Arco and Hogan came to live with me briefly in a small apartment. We went three or four times a week to the dog park, but it was not enough. I was very busy, with school, wedding plans, and other activities. When we married at Christmas time, my parents took the dogs home. Pregnant with our oldest, we moved to a bigger place, but it did not allow pets.
Arco and Hogan had become very good friends. Neither one was a normal, sane dog. Both had lived all their lives allowed access to anywhere humans go, and with constant human companionship. My parents got them both through the worst of their neurosis. Hogan still follows people so closely that if you stop suddenly he will ram headfirst into your knees and knock you down. Arco has never had any interest in balls, chasing squirels, or many other normal labrador pursuits. It took months for my parents to convince either of them that it was okay to walk in the creek, and longer to teach them to swim. (Guide Dogs are trained not to go through water.)

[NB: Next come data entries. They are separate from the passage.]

//! Pipeline orchestrator: fetch → stats → rank → allocate.
//!
//! Drives one analysis run over the market-cap leaderboard. Coins are
//! processed sequentially; a coin whose history can't be fetched (or
//! yields no stats) is logged and dropped, and the run carries on. Only
//! a failed leaderboard fetch fails the run.

use anyhow::Result;
use chrono::Utc;
use futures::stream::{self, StreamExt};
use std::sync::Arc;
use std::time::Duration;
use tracing::{info, warn};
use uuid::Uuid;

use crate::analysis::{allocate, compute_stats, rank};
use crate::config::AppConfig;
use crate::market::MarketDataSource;
use crate::storage;
use crate::types::{AnalysisParams, CoinRankError, CoinSnapshot, CoinStats, RunResult};

// ---------------------------------------------------------------------------
// Configuration
// ---------------------------------------------------------------------------

/// Runtime settings for the pipeline (not user-adjustable per run).
#[derive(Debug, Clone)]
pub struct PipelineConfig {
    /// Number of coins to pull from the leaderboard.
    pub coin_limit: usize,
    /// Days of price history per coin.
    pub history_days: u32,
    /// Pause between per-coin history requests.
    pub request_delay: Duration,
    /// Where to write the stats table; `None` disables persistence.
    pub stats_path: Option<String>,
}

impl Default for PipelineConfig {
    fn default() -> Self {
        Self {
            coin_limit: 20,
            history_days: 365,
            request_delay: Duration::ZERO,
            stats_path: None,
        }
    }
}

impl PipelineConfig {
    /// Build from application config. `persist` controls whether the
    /// stats table is written to `output.stats_csv`.
    pub fn from_app_config(cfg: &AppConfig, persist: bool) -> Self {
        Self {
            coin_limit: cfg.analysis.coin_limit,
            history_days: cfg.analysis.history_days,
            request_delay: Duration::from_millis(cfg.analysis.request_delay_ms),
            stats_path: persist.then(|| cfg.output.stats_csv.clone()),
        }
    }
}

// ---------------------------------------------------------------------------
// Pipeline
// ---------------------------------------------------------------------------

/// Runs the stats → rank → allocate pipeline against a market data source.
///
/// Holds no per-run state: every call to `run` builds fresh tables, so
/// concurrent runs never share ranking or portfolio data.
pub struct Pipeline {
    source: Arc<dyn MarketDataSource>,
    config: PipelineConfig,
}

impl Pipeline {
    pub fn new(source: Arc<dyn MarketDataSource>, config: PipelineConfig) -> Self {
        Self { source, config }
    }

    pub fn config(&self) -> &PipelineConfig {
        &self.config
    }

    /// Execute one full analysis run.
    ///
    /// Fails with `CoinRankError::InvalidParams` for a non-positive amount
    /// or zero coins, and `CoinRankError::SourceUnavailable` if the coin
    /// list can't be fetched. Per-coin failures only shrink the tables.
    pub async fn run(&self, params: &AnalysisParams) -> Result<RunResult> {
        params.validate()?;

        let run_id = Uuid::new_v4();
        info!(
            run_id = %run_id,
            strategy = %params.strategy,
            amount = params.investment_amount,
            top_n = params.top_n,
            "Starting analysis run"
        );

        let coins = self
            .source
            .top_coins(self.config.coin_limit)
            .await
            .map_err(|e| CoinRankError::SourceUnavailable {
                data_source: self.source.name().to_string(),
                message: format!("{e:#}"),
            })?;
        let total = coins.len();
        info!(count = total, "Coin list fetched");

        // Sequential fold: one optional result per coin, in leaderboard order.
        let outcomes: Vec<Option<CoinStats>> = stream::iter(0..total)
            .then(|index| self.analyze_coin(index, total, &coins[index]))
            .collect()
            .await;

        let mut stats = Vec::with_capacity(total);
        let mut skipped = Vec::new();
        for (coin, outcome) in coins.iter().zip(outcomes) {
            match outcome {
                Some(row) => stats.push(row),
                None => skipped.push(coin.id.clone()),
            }
        }

        if let Some(path) = &self.config.stats_path {
            storage::save_stats(&stats, Some(path))?;
        }

        let ranked = rank(&stats, params.strategy);
        let portfolio = allocate(&ranked, params.investment_amount, params.top_n);

        let result = RunResult {
            run_id,
            generated_at: Utc::now(),
            params: *params,
            coins_requested: total,
            skipped,
            stats,
            ranked,
            portfolio,
        };

        info!(
            run_id = %run_id,
            analysed = result.stats.len(),
            skipped = result.skipped.len(),
            ranked = result.ranked.len(),
            portfolio = result.portfolio.len(),
            "Analysis run complete"
        );

        Ok(result)
    }

    /// Fetch history and compute stats for one coin; `None` means skip.
    async fn analyze_coin(&self, index: usize, total: usize, coin: &CoinSnapshot) -> Option<CoinStats> {
        if index > 0 && !self.config.request_delay.is_zero() {
            tokio::time::sleep(self.config.request_delay).await;
        }

        info!(progress = format!("[{}/{}]", index + 1, total), "Analyzing {coin}...");

        let history = match self.source.history(&coin.id, self.config.history_days).await {
            Ok(h) => h,
            Err(e) => {
                let err = CoinRankError::HistoryUnavailable {
                    coin_id: coin.id.clone(),
                    message: format!("{e:#}"),
                };
                warn!(error = %err, "Skipping coin");
                return None;
            }
        };

        let stats = compute_stats(coin, Some(&history));
        if stats.is_none() {
            warn!(
                coin_id = %coin.id,
                samples = history.len(),
                has_price = coin.current_price.is_some(),
                "Insufficient data for stats, skipping coin"
            );
        }
        stats
    }
}

// ---------------------------------------------------------------------------
// Tests
// ---------------------------------------------------------------------------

For the last several months, Arco has been suffering from kidney failure. Yesterday, when I said goodbye to him, he was no longer willing to lick me. Arco not licking is like the sun not rising in the east. My husband dug a grave for him on my parents land a few weeks ago. He's held out longer than anyone expected, but Arco has always been willing to endure suffering without complaint. When I caught his tail in the door of the car when he was a puppy, he barely whimpered.
Mom called to tell me that the vet is coming out in a couple hours to put him down. He is no longer able to get up and walk, and will not eat. I don't know what will happen to Hogan without Arco around. I have a picture, taken about a week ago, of baby patting Arco on the head, the first time he's approched any of the dogs. Previously it has always been cry in fear if they look at him. I'm not looking forward to explaining to my older son why Arco is gone. He knows Arco's sick.
He was a good dog, a faithful servant.